How is art made?

Gregory 2022-03-21 09:01:42

David Lynch's childhood ambition was to become a calligraphy and engraving artist, and later he studied with the most prominent artist in Vienna - Oscar Kokoschka - known as the "Freud of painting", and his expressionist portraits Called "Black Portrait". Lynch studied at the Pennsylvania Academy of the Fine Arts after returning from school and began experimenting with filmmaking.

Lynch is good at making full use of the elements of genre films, dismantling genre films into fragments and then mixing and reconstructing allegorical stylized, game-like creation process showing the artistic style of postmodernism. At the same time, he is also an all-rounder in the contemporary American film industry, maintaining a fine balance between mainstream and surrealism, mercilessly exposing the dark and extreme violence of real life on the screen, so that the work radiates Unique personal charm.

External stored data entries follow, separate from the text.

//! # Request Identity Newtypes
//!
//! Every cached object is addressed by a `(RepositoryName, CachePath)` pair.
//! Both halves are validated once, when the request is routed, so the blob
//! store and the metadata index can treat them as trusted keys.
//!
//! ## Security Invariant
//!
//! A `CachePath` never contains an empty, `.` or `..` segment (including
//! the percent-encoded spellings such as `%2e%2e`), never starts or ends
//! with `/`, and never contains a NUL or backslash. Joining it onto
//! a directory therefore stays inside that directory.

use serde::{Deserialize, Serialize};

use crate::error::ValidationError;

/// Maximum length of a repository name, in bytes.
pub const MAX_REPOSITORY_NAME_LEN: usize = 64;

/// Logical name of an upstream repository (the first path component of a
/// gateway request).
#[derive(Debug, Clone, PartialEq, Eq, Hash, PartialOrd, Ord, Serialize, Deserialize)]
#[serde(try_from = "String", into = "String")]
pub struct RepositoryName(String);

impl RepositoryName {
    /// Validate and wrap a repository name.
    ///
    /// Accepts 1 to [`MAX_REPOSITORY_NAME_LEN`] bytes of `[A-Za-z0-9._-]`,
    /// not starting with a dot.
    pub fn new(raw: impl Into<String>) -> Result<Self, ValidationError> {
        let name = raw.into();
        if name.is_empty() {
            return Err(ValidationError::EmptyRepositoryName);
        }
        if name.len() > MAX_REPOSITORY_NAME_LEN {
            return Err(ValidationError::RepositoryNameTooLong {
                len: name.len(),
                max: MAX_REPOSITORY_NAME_LEN,
            });
        }
        let allowed = name
            .chars()
            .all(|c| c.is_ascii_alphanumeric() || matches!(c, '.' | '_' | '-'));
        if !allowed || name.starts_with('.') {
            return Err(ValidationError::InvalidRepositoryName(name));
        }
        Ok(Self(name))
    }

    /// Access the name as a string slice.
    pub fn as_str(&self) -> &str {
        &self.0
    }
}

impl std::fmt::Display for RepositoryName {
    fn fmt(&self, f: &mut std::fmt::Formatter<'_>) -> std::fmt::Result {
        f.write_str(&self.0)
    }
}

impl AsRef<str> for RepositoryName {
    fn as_ref(&self) -> &str {
        &self.0
    }
}

impl TryFrom<String> for RepositoryName {
    type Error = ValidationError;

    fn try_from(value: String) -> Result<Self, Self::Error> {
        Self::new(value)
    }
}

impl From<RepositoryName> for String {
    fn from(value: RepositoryName) -> Self {
        value.0
    }
}

impl std::str::FromStr for RepositoryName {
    type Err = ValidationError;

    fn from_str(s: &str) -> Result<Self, Self::Err> {
        Self::new(s)
    }
}

/// Upstream-relative path of a cached object, below its repository.
///
/// Kept byte-for-byte as it appeared in the request (still percent-encoded),
/// since the same string is appended to the upstream base URL.
#[derive(Debug, Clone, PartialEq, Eq, Hash, PartialOrd, Ord, Serialize, Deserialize)]
#[serde(try_from = "String", into = "String")]
pub struct CachePath(String);

impl CachePath {
    /// Validate and wrap a relative path.
    pub fn new(raw: impl Into<String>) -> Result<Self, ValidationError> {
        let path = raw.into();
        if path.is_empty() {
            return Err(ValidationError::EmptyPath);
        }
        if path.contains('\0') || path.contains('\\') {
            return Err(ValidationError::DisallowedCharacter(path));
        }
        if path.ends_with('/') {
            return Err(ValidationError::DirectoryPath(path));
        }
        if let Some(segment) = path
            .split('/')
            .find(|s| s.is_empty() || is_dot_segment(s))
        {
            let segment = segment.to_string();
            return Err(ValidationError::DisallowedSegment { path, segment });
        }
        Ok(Self(path))
    }

    /// Access the path as a string slice.
    pub fn as_str(&self) -> &str {
        &self.0
    }

    /// Iterate over the `/`-separated segments.
    pub fn segments(&self) -> impl Iterator<Item = &str> {
        self.0.split('/')
    }
}

/// `.` or `..`, literally or with any of its dots written as `%2e`/`%2E`.
/// Upstream servers normalize these after decoding.
fn is_dot_segment(segment: &str) -> bool {
    let decoded = segment.to_ascii_lowercase().replace("%2e", ".");
    decoded == "." || decoded == ".."
}

impl std::fmt::Display for CachePath {
    fn fmt(&self, f: &mut std::fmt::Formatter<'_>) -> std::fmt::Result {
        f.write_str(&self.0)
    }
}

impl AsRef<str> for CachePath {
    fn as_ref(&self) -> &str {
        &self.0
    }
}

impl TryFrom<String> for CachePath {
    type Error = ValidationError;

    fn try_from(value: String) -> Result<Self, Self::Error> {
        Self::new(value)
    }
}

impl From<CachePath> for String {
    fn from(value: CachePath) -> Self {
        value.0
    }
}

#[cfg(test)]
mod tests {
    use super::*;

    #[test]
    fn repository_name_accepts_typical_names() {
        for name in ["pkgs", "alpine-3.19", "debian_main", "R2"] {
            assert_eq!(RepositoryName::new(name).unwrap().as_str(), name);
        }
    }

    #[test]
    fn repository_name_rejects_empty() {
        assert_eq!(
            RepositoryName::new(""),
            Err(ValidationError::EmptyRepositoryName)
        );
    }

    #[test]
    fn repository_name_rejects_leading_dot() {
        assert!(matches!(
            RepositoryName::new(".staging"),
            Err(ValidationError::InvalidRepositoryName(_))
        ));
    }

    #[test]
    fn repository_name_rejects_slash_and_space() {
        assert!(RepositoryName::new("a/b").is_err());
        assert!(RepositoryName::new("a b").is_err());
    }

    #[test]
    fn repository_name_rejects_overlong() {
        let name = "a".repeat(MAX_REPOSITORY_NAME_LEN + 1);
        assert!(matches!(
            RepositoryName::new(name),
            Err(ValidationError::RepositoryNameTooLong { len: 65, max: 64 })
        ));
        assert!(RepositoryName::new("a".repeat(MAX_REPOSITORY_NAME_LEN)).is_ok());
    }

    #[test]
    fn cache_path_keeps_nested_segments() {
        let path = CachePath::new("a/b.tar").unwrap();
        assert_eq!(path.as_str(), "a/b.tar");
        assert_eq!(path.segments().collect::<Vec<_>>(), vec!["a", "b.tar"]);
    }

    #[test]
    fn cache_path_keeps_percent_encoding() {
        let path = CachePath::new("pool/lib%2B%2B/x.deb").unwrap();
        assert_eq!(path.as_str(), "pool/lib%2B%2B/x.deb");
    }

    #[test]
    fn cache_path_rejects_traversal() {
        for raw in ["../etc/passwd", "a/../../b", "a/./b", "./a"] {
            assert!(
                matches!(
                    CachePath::new(raw),
                    Err(ValidationError::DisallowedSegment { .. })
                ),
                "{raw} should be rejected"
            );
        }
    }

    #[test]
    fn cache_path_rejects_encoded_traversal() {
        for raw in ["%2e%2e/secret", "a/%2E%2E/%2e%2e/b", ".%2e/x", "%2e./x", "a/%2e/b"] {
            assert!(
                matches!(
                    CachePath::new(raw),
                    Err(ValidationError::DisallowedSegment { .. })
                ),
                "{raw} should be rejected"
            );
        }
    }

    #[test]
    fn encoded_dots_within_segment_are_allowed() {
        assert!(CachePath::new("a/%2e%2e%2e/b").is_ok());
        assert!(CachePath::new("pkg%2etar").is_ok());
    }

    #[test]
    fn cache_path_rejects_empty_segments() {
        assert!(CachePath::new("/abs").is_err());
        assert!(CachePath::new("a//b").is_err());
    }

    #[test]
    fn cache_path_rejects_directory_and_empty() {
        assert_eq!(CachePath::new(""), Err(ValidationError::EmptyPath));
        assert!(matches!(
            CachePath::new("dists/"),
            Err(ValidationError::DirectoryPath(_))
        ));
    }

    #[test]
    fn cache_path_rejects_nul_and_backslash() {
        assert!(CachePath::new("a\0b").is_err());
        assert!(CachePath::new("a\\..\\b").is_err());
    }

    #[test]
    fn dot_within_segment_is_allowed() {
        assert!(CachePath::new("a/..b/c..").is_ok());
        assert!(CachePath::new(".well-known/x").is_ok());
    }

    mod proptests {
        use super::*;
        use proptest::prelude::*;

        proptest! {
            /// Any accepted path stays below its root when joined.
            #[test]
            fn accepted_paths_never_escape(raw in "[a-z./]{1,24}") {
                if let Ok(path) = CachePath::new(raw) {
                    let root = std::path::Path::new("/root");
                    let joined = root.join(path.as_str());
                    let normal = joined
                        .components()
                        .all(|c| matches!(c, std::path::Component::RootDir | std::path::Component::Normal(_)));
                    prop_assert!(normal, "joined path has non-normal component: {:?}", joined);
                    prop_assert!(joined.starts_with(root));
                }
            }

            /// Valid names survive a string round trip unchanged.
            #[test]
            fn repository_name_round_trip(raw in "[A-Za-z0-9_-][A-Za-z0-9._-]{0,40}") {
                let name = RepositoryName::new(raw.clone()).unwrap();
                prop_assert_eq!(String::from(name), raw);
            }
        }
    }
}
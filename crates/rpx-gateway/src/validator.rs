//! # Freshness Validator
//!
//! Probes the upstream, reads the metadata index, checks the blob store, and
//! hands the three observations to [`rpx_core::classify`].
//!
//! A failed index read is not an error for the client. It is logged, counted,
//! and classified as `MISS (index_unavailable)` so the request proceeds to a
//! full fetch.

use rpx_core::{classify, Freshness, IndexLookup};
use rpx_upstream::Probe;

use crate::error::GatewayError;
use crate::routing::RoutedRequest;
use crate::state::AppState;

/// Probe result and its classification.
#[derive(Debug, Clone)]
pub struct Validation {
    pub probe: Probe,
    pub freshness: Freshness,
}

/// Decide whether `routed` can be served from the blob store.
///
/// Fails only when the upstream probe fails.
pub async fn validate(state: &AppState, routed: &RoutedRequest) -> Result<Validation, GatewayError> {
    let probe = state.upstream.probe(&routed.target).await.map_err(|e| {
        state.metrics.record_upstream_error();
        tracing::warn!(target_url = %routed.target, error = %e, "upstream probe failed");
        GatewayError::UpstreamUnreachable(e.to_string())
    })?;

    let stored = match state.index.get(&routed.repository, &routed.path).await {
        Ok(stored) => Ok(stored),
        Err(e) => {
            state.metrics.record_index_read_failure();
            tracing::warn!(
                repository = %routed.repository,
                path = %routed.path,
                error = %e,
                "metadata index read failed; treating as miss"
            );
            Err(e)
        }
    };

    let (lookup, blob_present) = match &stored {
        Ok(Some(descriptor)) => (
            IndexLookup::Found(&descriptor.fingerprint),
            state.blobs.exists(&routed.repository, &routed.path).await,
        ),
        Ok(None) => (IndexLookup::Absent, false),
        Err(_) => (IndexLookup::Unavailable, false),
    };

    let freshness = classify(lookup, &probe.fingerprint, blob_present);
    let reason = match freshness {
        Freshness::Miss(reason) => reason.as_str(),
        Freshness::Hit => "",
    };
    tracing::debug!(
        repository = %routed.repository,
        path = %routed.path,
        freshness = freshness.as_str(),
        reason,
        "classified request"
    );

    Ok(Validation { probe, freshness })
}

Therefore, Lynch's films cannot be treated with logical thinking at all. You can make countless plausible plots based on all the plots, but Lynch himself may not have a clear answer. For example, the later "Inland Empire" has no script at all, and every scene is improvised. Therefore, it is not without reason that the film is called "the eighth art". For this film and even some other brain-burning films, you can find a plot that you are satisfied with, but if you taste it carefully, most of them are illusory and irrational subjective explanations. Anyway, I feel that there is no practical significance, that is, I can give myself a comfort, and I may forget it the next day.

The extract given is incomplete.